Start of EXERCISE INPUTS

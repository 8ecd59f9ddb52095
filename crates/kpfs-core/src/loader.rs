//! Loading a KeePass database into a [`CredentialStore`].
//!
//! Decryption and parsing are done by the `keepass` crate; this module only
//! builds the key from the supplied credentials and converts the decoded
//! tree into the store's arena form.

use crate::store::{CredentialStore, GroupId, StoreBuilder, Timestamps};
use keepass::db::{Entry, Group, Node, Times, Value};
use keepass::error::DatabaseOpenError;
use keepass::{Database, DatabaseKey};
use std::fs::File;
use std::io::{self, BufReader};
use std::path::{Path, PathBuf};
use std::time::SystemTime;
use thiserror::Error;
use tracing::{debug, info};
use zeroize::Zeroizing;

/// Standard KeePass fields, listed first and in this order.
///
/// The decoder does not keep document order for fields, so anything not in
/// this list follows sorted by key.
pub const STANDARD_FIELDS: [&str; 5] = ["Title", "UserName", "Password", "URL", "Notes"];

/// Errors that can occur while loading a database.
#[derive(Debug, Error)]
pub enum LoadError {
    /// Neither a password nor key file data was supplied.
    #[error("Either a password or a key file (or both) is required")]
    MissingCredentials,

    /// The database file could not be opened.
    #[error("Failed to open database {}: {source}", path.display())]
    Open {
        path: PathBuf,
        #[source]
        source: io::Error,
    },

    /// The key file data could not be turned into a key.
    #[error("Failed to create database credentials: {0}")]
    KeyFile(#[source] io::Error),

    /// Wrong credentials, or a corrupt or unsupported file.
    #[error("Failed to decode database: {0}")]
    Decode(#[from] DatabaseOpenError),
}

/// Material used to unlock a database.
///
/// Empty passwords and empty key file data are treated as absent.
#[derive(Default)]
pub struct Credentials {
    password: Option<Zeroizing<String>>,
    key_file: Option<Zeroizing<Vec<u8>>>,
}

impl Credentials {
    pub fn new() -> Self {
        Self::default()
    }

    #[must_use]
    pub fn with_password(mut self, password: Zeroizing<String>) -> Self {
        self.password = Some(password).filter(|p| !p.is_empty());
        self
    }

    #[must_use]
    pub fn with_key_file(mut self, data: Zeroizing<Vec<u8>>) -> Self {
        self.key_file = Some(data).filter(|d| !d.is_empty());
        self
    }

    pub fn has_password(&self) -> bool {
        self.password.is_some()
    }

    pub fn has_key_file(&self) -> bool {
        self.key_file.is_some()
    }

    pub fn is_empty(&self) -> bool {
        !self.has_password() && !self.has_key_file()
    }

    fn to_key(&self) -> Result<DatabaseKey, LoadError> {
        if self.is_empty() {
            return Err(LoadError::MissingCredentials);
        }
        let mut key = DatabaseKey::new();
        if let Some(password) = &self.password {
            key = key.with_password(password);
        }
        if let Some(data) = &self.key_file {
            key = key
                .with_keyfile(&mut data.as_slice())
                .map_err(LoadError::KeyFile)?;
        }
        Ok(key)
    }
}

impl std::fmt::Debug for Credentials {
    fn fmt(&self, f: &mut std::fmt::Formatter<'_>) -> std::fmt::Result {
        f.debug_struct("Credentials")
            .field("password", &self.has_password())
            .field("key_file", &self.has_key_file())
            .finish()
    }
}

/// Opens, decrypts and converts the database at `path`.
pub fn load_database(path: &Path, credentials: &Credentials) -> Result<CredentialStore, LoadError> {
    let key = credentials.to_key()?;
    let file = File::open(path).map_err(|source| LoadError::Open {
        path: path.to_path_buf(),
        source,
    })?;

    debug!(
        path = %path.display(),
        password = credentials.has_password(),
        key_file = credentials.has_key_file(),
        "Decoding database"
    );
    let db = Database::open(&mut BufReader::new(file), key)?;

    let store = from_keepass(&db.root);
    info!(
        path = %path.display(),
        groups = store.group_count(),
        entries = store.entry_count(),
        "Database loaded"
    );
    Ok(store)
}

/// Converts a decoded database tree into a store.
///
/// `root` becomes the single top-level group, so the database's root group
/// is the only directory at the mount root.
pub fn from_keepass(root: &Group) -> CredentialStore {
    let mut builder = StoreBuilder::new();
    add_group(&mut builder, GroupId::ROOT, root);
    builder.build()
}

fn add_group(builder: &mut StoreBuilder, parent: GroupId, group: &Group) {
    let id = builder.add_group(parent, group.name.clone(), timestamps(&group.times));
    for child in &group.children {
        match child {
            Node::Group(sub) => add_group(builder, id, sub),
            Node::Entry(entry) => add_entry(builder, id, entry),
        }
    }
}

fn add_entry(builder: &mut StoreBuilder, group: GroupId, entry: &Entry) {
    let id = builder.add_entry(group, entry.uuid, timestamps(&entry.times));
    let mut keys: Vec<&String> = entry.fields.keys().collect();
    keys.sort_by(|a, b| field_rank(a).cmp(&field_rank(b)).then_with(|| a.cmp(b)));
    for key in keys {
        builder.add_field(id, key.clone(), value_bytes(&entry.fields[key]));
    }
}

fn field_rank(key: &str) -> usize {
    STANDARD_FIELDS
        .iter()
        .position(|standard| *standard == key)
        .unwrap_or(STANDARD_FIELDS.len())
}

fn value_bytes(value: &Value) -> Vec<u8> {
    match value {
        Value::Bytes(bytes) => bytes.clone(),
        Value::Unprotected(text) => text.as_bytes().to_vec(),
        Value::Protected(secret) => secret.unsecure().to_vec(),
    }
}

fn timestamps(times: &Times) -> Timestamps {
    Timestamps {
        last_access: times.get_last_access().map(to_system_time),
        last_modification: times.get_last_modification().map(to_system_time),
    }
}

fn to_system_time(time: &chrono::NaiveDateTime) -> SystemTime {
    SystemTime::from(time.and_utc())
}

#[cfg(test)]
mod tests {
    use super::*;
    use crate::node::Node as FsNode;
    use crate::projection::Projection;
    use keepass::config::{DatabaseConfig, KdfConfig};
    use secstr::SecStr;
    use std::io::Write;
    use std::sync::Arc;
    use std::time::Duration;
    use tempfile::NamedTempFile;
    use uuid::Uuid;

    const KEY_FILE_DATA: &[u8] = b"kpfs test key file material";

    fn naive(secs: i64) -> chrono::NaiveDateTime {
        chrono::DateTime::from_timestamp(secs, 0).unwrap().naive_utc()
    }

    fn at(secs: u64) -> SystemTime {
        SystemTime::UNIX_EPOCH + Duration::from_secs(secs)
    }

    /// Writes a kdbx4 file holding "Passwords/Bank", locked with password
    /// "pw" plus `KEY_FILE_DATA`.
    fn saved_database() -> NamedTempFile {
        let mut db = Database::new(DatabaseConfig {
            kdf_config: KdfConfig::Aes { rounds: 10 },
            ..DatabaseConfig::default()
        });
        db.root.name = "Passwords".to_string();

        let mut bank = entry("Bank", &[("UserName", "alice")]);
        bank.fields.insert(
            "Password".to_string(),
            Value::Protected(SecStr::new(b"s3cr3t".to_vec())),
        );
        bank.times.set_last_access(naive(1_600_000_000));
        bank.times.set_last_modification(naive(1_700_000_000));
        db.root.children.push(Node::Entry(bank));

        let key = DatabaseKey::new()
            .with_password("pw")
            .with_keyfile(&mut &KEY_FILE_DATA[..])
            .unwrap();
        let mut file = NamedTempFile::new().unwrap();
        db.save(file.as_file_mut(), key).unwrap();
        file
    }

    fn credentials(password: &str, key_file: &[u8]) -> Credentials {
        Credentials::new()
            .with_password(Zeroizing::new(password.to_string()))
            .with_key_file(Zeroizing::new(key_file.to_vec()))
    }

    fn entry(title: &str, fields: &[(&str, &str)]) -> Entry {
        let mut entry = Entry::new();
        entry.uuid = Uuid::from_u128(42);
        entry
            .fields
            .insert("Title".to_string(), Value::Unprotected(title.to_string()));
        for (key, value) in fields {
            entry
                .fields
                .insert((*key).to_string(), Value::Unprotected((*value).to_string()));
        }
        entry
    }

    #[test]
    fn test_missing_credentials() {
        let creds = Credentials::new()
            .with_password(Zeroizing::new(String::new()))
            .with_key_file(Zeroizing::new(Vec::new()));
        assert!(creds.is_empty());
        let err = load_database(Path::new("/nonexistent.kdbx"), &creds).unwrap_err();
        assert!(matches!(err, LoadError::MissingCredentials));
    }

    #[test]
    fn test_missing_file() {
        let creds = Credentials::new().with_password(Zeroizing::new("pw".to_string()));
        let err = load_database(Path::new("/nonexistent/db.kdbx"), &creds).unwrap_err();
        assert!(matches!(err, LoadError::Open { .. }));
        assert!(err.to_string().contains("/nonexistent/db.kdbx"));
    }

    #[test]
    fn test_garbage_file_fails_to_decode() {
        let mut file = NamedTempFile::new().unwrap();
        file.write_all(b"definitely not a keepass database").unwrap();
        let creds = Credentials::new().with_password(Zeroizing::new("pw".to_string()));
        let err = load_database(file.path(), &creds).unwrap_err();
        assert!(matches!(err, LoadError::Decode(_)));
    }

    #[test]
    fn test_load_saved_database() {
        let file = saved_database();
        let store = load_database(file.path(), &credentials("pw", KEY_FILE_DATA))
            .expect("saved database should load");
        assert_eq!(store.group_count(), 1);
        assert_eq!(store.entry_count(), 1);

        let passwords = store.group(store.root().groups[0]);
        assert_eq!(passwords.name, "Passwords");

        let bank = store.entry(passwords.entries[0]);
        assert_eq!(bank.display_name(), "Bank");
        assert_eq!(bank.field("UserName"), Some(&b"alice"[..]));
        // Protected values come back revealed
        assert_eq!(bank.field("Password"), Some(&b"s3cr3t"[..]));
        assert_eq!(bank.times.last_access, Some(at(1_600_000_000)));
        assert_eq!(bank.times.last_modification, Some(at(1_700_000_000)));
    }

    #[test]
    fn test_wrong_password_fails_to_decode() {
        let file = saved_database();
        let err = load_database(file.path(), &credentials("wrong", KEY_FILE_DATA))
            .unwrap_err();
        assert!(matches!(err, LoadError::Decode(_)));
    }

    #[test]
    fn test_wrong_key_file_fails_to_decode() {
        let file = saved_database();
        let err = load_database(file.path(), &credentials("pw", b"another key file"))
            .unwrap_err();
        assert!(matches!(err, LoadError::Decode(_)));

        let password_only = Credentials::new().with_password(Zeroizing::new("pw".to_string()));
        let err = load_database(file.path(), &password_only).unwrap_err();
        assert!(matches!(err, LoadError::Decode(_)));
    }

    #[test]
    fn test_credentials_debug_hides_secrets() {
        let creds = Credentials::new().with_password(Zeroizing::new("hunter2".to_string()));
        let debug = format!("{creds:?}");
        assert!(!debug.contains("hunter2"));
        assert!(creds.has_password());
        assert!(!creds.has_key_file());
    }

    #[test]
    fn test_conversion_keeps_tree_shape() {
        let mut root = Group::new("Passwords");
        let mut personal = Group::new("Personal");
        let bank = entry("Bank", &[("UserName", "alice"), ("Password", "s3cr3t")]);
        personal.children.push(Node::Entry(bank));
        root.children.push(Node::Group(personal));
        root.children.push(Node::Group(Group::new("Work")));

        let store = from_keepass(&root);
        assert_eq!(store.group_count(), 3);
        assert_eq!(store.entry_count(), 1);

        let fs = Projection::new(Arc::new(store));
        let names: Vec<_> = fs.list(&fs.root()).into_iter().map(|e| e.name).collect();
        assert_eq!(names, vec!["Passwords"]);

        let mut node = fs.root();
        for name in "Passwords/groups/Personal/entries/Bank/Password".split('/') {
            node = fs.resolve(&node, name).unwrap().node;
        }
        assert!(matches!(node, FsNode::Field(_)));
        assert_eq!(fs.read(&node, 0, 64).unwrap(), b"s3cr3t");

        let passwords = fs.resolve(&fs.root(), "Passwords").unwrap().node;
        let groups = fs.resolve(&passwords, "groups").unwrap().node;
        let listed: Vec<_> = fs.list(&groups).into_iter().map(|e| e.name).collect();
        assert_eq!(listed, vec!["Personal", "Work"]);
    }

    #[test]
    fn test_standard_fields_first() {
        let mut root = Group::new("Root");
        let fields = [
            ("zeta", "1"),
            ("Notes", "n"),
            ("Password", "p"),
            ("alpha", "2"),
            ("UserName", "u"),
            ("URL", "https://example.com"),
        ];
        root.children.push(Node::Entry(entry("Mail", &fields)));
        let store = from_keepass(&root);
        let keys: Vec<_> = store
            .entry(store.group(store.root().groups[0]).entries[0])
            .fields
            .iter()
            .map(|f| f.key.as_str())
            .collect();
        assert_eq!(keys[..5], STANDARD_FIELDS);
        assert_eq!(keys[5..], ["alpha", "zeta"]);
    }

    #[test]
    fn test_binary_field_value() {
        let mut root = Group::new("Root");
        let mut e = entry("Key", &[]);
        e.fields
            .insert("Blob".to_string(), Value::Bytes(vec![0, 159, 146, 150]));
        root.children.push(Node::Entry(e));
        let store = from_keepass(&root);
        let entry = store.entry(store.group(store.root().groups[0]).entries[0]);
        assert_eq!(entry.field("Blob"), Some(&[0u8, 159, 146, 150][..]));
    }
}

End of EXERCISE INPUTS

- WHAT THE TASK ASKS: Nothing but the lines above from the one containing "fn to_key(&self) ->" through the one containing "Opens, decrypts and" should appear in the answer, each repeated exactly.

- REPLY TO THE TASK:
    fn to_key(&self) -> Result<DatabaseKey, LoadError> {
        if self.is_empty() {
            return Err(LoadError::MissingCredentials);
        }
        let mut key = DatabaseKey::new();
        if let Some(password) = &self.password {
            key = key.with_password(password);
        }
        if let Some(data) = &self.key_file {
            key = key
                .with_keyfile(&mut data.as_slice())
                .map_err(LoadError::KeyFile)?;
        }
        Ok(key)
    }
}

impl std::fmt::Debug for Credentials {
    fn fmt(&self, f: &mut std::fmt::Formatter<'_>) -> std::fmt::Result {
        f.debug_struct("Credentials")
            .field("password", &self.has_password())
            .field("key_file", &self.has_key_file())
            .finish()
    }
}

/// Opens, decrypts and converts the database at `path`.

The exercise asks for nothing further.